* [WHAT IS NEEDED] In the records below, take the line containing "return Ok(response);" and every line following it, and write them out exactly.

(Beginning of SOURCE MATERIAL)

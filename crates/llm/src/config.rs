//! LLM configuration loaded from environment variables.

use std::sync::Arc;
use std::time::Duration;

use crate::openai::OpenAiClient;
use crate::provider::{CompletionProvider, UnconfiguredProvider};

const DEFAULT_BASE_URL: &str = "https://api.openai.com/v1";
const DEFAULT_MODEL: &str = "gpt-4o-mini";
const DEFAULT_TIMEOUT_SECS: u64 = 30;

/// Connection settings for the completion provider.
#[derive(Debug, Clone)]
pub struct LlmConfig {
    /// API key; `None` disables the provider and forces fallbacks.
    pub api_key: Option<String>,
    pub base_url: String,
    pub model: String,
    pub timeout_secs: u64,
}

impl LlmConfig {
    /// Load configuration from environment variables with defaults.
    ///
    /// | Env Var            | Default                     |
    /// |--------------------|-----------------------------|
    /// | `LLM_API_KEY`      | unset (provider disabled)   |
    /// | `LLM_BASE_URL`     | `https://api.openai.com/v1` |
    /// | `LLM_MODEL`        | `gpt-4o-mini`               |
    /// | `LLM_TIMEOUT_SECS` | `30`                        |
    pub fn from_env() -> Self {
        let api_key = std::env::var("LLM_API_KEY")
            .ok()
            .map(|k| k.trim().to_string())
            .filter(|k| !k.is_empty());

        let base_url = std::env::var("LLM_BASE_URL").unwrap_or_else(|_| DEFAULT_BASE_URL.into());
        let model = std::env::var("LLM_MODEL").unwrap_or_else(|_| DEFAULT_MODEL.into());

        let timeout_secs: u64 = std::env::var("LLM_TIMEOUT_SECS")
            .unwrap_or_else(|_| DEFAULT_TIMEOUT_SECS.to_string())
            .parse()
            .expect("LLM_TIMEOUT_SECS must be a valid u64");

        Self {
            api_key,
            base_url,
            model,
            timeout_secs,
        }
    }
}

/// Build the provider described by `config`.
///
/// Without an API key, or if the HTTP client cannot be built, returns the
/// [`UnconfiguredProvider`] so the service still runs on fallbacks.
pub fn build_provider(config: &LlmConfig) -> Arc<dyn CompletionProvider> {
    let Some(api_key) = config.api_key.as_deref() else {
        tracing::warn!("LLM_API_KEY not set, debate replies will use fixed fallbacks");
        return Arc::new(UnconfiguredProvider);
    };

    match OpenAiClient::new(
        api_key,
        config.base_url.as_str(),
        config.model.as_str(),
        Duration::from_secs(config.timeout_secs),
    ) {
        Ok(client) => {
            tracing::info!(model = %config.model, base_url = %config.base_url, "LLM provider configured");
            Arc::new(client)
        }
        Err(e) => {
            tracing::error!(error = %e, "Failed to build LLM client, using fallbacks");
            Arc::new(UnconfiguredProvider)
        }
    }
}
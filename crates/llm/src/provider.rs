//! Completion provider trait and request type.

use async_trait::async_trait;
use serde::Serialize;

use crate::error::LlmError;

/// Default sampling temperature.
pub const DEFAULT_TEMPERATURE: f32 = 0.7;

/// Default completion length cap, in tokens.
pub const DEFAULT_MAX_TOKENS: u32 = 300;

/// One text-completion call: a system instruction plus a user prompt.
#[derive(Debug, Clone, Serialize)]
pub struct CompletionRequest {
    pub system: String,
    pub prompt: String,
    pub temperature: f32,
    pub max_tokens: u32,
}

impl CompletionRequest {
    pub fn new(system: impl Into<String>, prompt: impl Into<String>) -> Self {
        Self {
            system: system.into(),
            prompt: prompt.into(),
            temperature: DEFAULT_TEMPERATURE,
            max_tokens: DEFAULT_MAX_TOKENS,
        }
    }

    /// Build from a `(system, user)` prompt pair.
    pub fn from_pair((system, prompt): (String, String)) -> Self {
        Self::new(system, prompt)
    }

    pub fn with_max_tokens(mut self, max_tokens: u32) -> Self {
        self.max_tokens = max_tokens;
        self
    }

    pub fn with_temperature(mut self, temperature: f32) -> Self {
        self.temperature = temperature;
        self
    }
}

/// A black-box text-completion service.
#[async_trait]
pub trait CompletionProvider: Send + Sync + std::fmt::Debug {
    /// Short provider name for logs.
    fn name(&self) -> &str;

    /// Return the completion text for `request`.
    async fn complete(&self, request: CompletionRequest) -> Result<String, LlmError>;
}

/// Provider used when no API key is configured. Every call fails, so the
/// debate flow always takes its fallback path.
#[derive(Debug, Default)]
pub struct UnconfiguredProvider;

#[async_trait]
impl CompletionProvider for UnconfiguredProvider {
    fn name(&self) -> &str {
        "unconfigured"
    }

    async fn complete(&self, _request: CompletionRequest) -> Result<String, LlmError> {
        Err(LlmError::NotConfigured)
    }
}

#[cfg(test)]
mod tests {
    use super::*;

    #[test]
    fn builder_overrides_defaults() {
        let req = CompletionRequest::new("sys", "hi")
            .with_max_tokens(800)
            .with_temperature(0.2);
        assert_eq!(req.max_tokens, 800);
        assert!((req.temperature - 0.2).abs() < f32::EPSILON);
    }

    #[tokio::test]
    async fn unconfigured_provider_always_fails() {
        let result = UnconfiguredProvider
            .complete(CompletionRequest::new("sys", "hi"))
            .await;
        assert!(matches!(result, Err(LlmError::NotConfigured)));
    }
}
//! Shared response envelope types for API handlers.
//!
//! All API responses use a `{ "data": ... }` envelope. Use [`DataResponse`]
//! instead of ad-hoc `serde_json::json!({ "data": ... })` to get compile-time
//! type safety and consistent serialization.

use serde::Serialize;

/// Standard `{ "data": T }` response envelope.
///
/// # Example
///
/// ```ignore
/// Ok(Json(DataResponse { data: rooms }))
/// ```
#[derive(Debug, Serialize)]
pub struct DataResponse<T: Serialize> {
    pub data: T,
}
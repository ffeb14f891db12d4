//! Row models and DTOs, one module per table group.

pub mod debate_message;
pub mod debate_report;
pub mod debate_room;
pub mod debate_script;
pub mod debate_topic;
pub mod mcq;
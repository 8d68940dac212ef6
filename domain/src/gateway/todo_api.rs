use crate::error::{AuthErrorKind, DomainErrorKind, Error, ExternalErrorKind, InternalErrorKind};
use log::*;
use reqwest::{Method, StatusCode};
use serde::{de::DeserializeOwned, Deserialize, Serialize};
use service::config::Config;
use todo_auth::http::{Anonymous, AuthenticatedClient, AuthenticatedClientBuilder};
use todo_auth::session::TokenStore;

/// Client for the todo REST API.
///
/// Authenticated calls go through the bearer/refresh middleware; the `/auth` endpoints
/// are sent as [`Anonymous`] requests.
#[derive(Clone)]
pub struct TodoApiClient {
    client: AuthenticatedClient,
    base_url: String,
    store: TokenStore,
    premium_group: String,
}

/// Error body the API sends alongside non-success statuses.
#[derive(Debug, Default, Deserialize)]
struct ErrorBody {
    message: Option<String>,
}

impl TodoApiClient {
    pub fn new(config: &Config, store: TokenStore) -> Result<Self, Error> {
        let client = AuthenticatedClientBuilder::new(config.api_base_url(), store.clone())
            .with_timeout(config.request_timeout())
            .with_max_retries(config.max_retries)
            .build()
            .map_err(|err| {
                warn!("Failed to build HTTP client: {err:?}");
                Error {
                    source: Some(Box::new(err)),
                    error_kind: DomainErrorKind::Internal(InternalErrorKind::Config),
                }
            })?;

        Ok(Self {
            client,
            base_url: config.api_base_url().to_string(),
            store,
            premium_group: config.premium_group().to_string(),
        })
    }

    pub fn store(&self) -> &TokenStore {
        &self.store
    }

    pub fn premium_group(&self) -> &str {
        &self.premium_group
    }

    pub(crate) async fn get<T: DeserializeOwned>(&self, path: &str) -> Result<T, Error> {
        let response = self.send(Method::GET, path, None::<&()>, false).await?;
        decode(response).await
    }

    pub(crate) async fn post<B: Serialize, T: DeserializeOwned>(
        &self,
        path: &str,
        body: &B,
    ) -> Result<T, Error> {
        let response = self.send(Method::POST, path, Some(body), false).await?;
        decode(response).await
    }

    /// POST whose response body is ignored.
    pub(crate) async fn post_unit<B: Serialize>(&self, path: &str, body: &B) -> Result<(), Error> {
        self.send(Method::POST, path, Some(body), false).await?;
        Ok(())
    }

    /// POST without bearer or refresh handling. An empty or unexpected success body
    /// decodes to `T::default()`.
    pub(crate) async fn post_anonymous<B: Serialize, T: DeserializeOwned + Default>(
        &self,
        path: &str,
        body: &B,
    ) -> Result<T, Error> {
        let response = self.send(Method::POST, path, Some(body), true).await?;
        let text = response.text().await?;
        Ok(serde_json::from_str(&text).unwrap_or_else(|err| {
            debug!("Ignoring undecodable body from {path}: {err}");
            T::default()
        }))
    }

    /// PUT whose response body is ignored.
    pub(crate) async fn put<B: Serialize>(&self, path: &str, body: &B) -> Result<(), Error> {
        self.send(Method::PUT, path, Some(body), false).await?;
        Ok(())
    }

    pub(crate) async fn delete(&self, path: &str) -> Result<(), Error> {
        self.send(Method::DELETE, path, None::<&()>, false).await?;
        Ok(())
    }

    /// Send a request and turn non-success statuses into domain errors.
    async fn send<B: Serialize>(
        &self,
        method: Method,
        path: &str,
        body: Option<&B>,
        anonymous: bool,
    ) -> Result<reqwest::Response, Error> {
        let url = format!("{}{}", self.base_url, path);
        debug!("{method} {url}");

        let mut request = self.client.request(method.clone(), &url);
        if let Some(body) = body {
            request = request.json(body);
        }
        if anonymous {
            request = request.with_extension(Anonymous);
        }

        let response = request.send().await.map_err(|err| {
            warn!("{method} {path} failed: {err}");
            Error::from(err)
        })?;

        let status = response.status();
        if status.is_success() {
            return Ok(response);
        }

        let message = response
            .text()
            .await
            .ok()
            .and_then(|text| serde_json::from_str::<ErrorBody>(&text).ok())
            .and_then(|body| body.message);
        warn!("{method} {path} returned {status}");

        if status == StatusCode::UNAUTHORIZED && !anonymous {
            // The middleware already refreshed and replayed once.
            if let Err(err) = self.store.clear().await {
                warn!("Failed to clear session after rejected replay: {err}");
            }
            return Err(Error::new(DomainErrorKind::Auth(AuthErrorKind::LoginRequired)));
        }

        Err(Error::new(DomainErrorKind::External(ExternalErrorKind::Api {
            status: status.as_u16(),
            message,
        })))
    }
}

async fn decode<T: DeserializeOwned>(response: reqwest::Response) -> Result<T, Error> {
    let text = response.text().await?;
    serde_json::from_str(&text).map_err(|err| {
        warn!("Failed to decode response body: {err}");
        Error {
            source: Some(Box::new(err)),
            error_kind: DomainErrorKind::External(ExternalErrorKind::InvalidResponse),
        }
    })
}

/// Percent-encode an id for use as a single path segment.
pub(crate) fn segment(id: &str) -> String {
    urlencoding::encode(id).into_owned()
}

(End of SOURCE MATERIAL)

* [WRITTEN SOLUTION]
            return Ok(response);
        }

        let message = response
            .text()
            .await
            .ok()
            .and_then(|text| serde_json::from_str::<ErrorBody>(&text).ok())
            .and_then(|body| body.message);
        warn!("{method} {path} returned {status}");

        if status == StatusCode::UNAUTHORIZED && !anonymous {
            // The middleware already refreshed and replayed once.
            if let Err(err) = self.store.clear().await {
                warn!("Failed to clear session after rejected replay: {err}");
            }
            return Err(Error::new(DomainErrorKind::Auth(AuthErrorKind::LoginRequired)));
        }

        Err(Error::new(DomainErrorKind::External(ExternalErrorKind::Api {
            status: status.as_u16(),
            message,
        })))
    }
}

async fn decode<T: DeserializeOwned>(response: reqwest::Response) -> Result<T, Error> {
    let text = response.text().await?;
    serde_json::from_str(&text).map_err(|err| {
        warn!("Failed to decode response body: {err}");
        Error {
            source: Some(Box::new(err)),
            error_kind: DomainErrorKind::External(ExternalErrorKind::InvalidResponse),
        }
    })
}

/// Percent-encode an id for use as a single path segment.
pub(crate) fn segment(id: &str) -> String {
    urlencoding::encode(id).into_owned()
}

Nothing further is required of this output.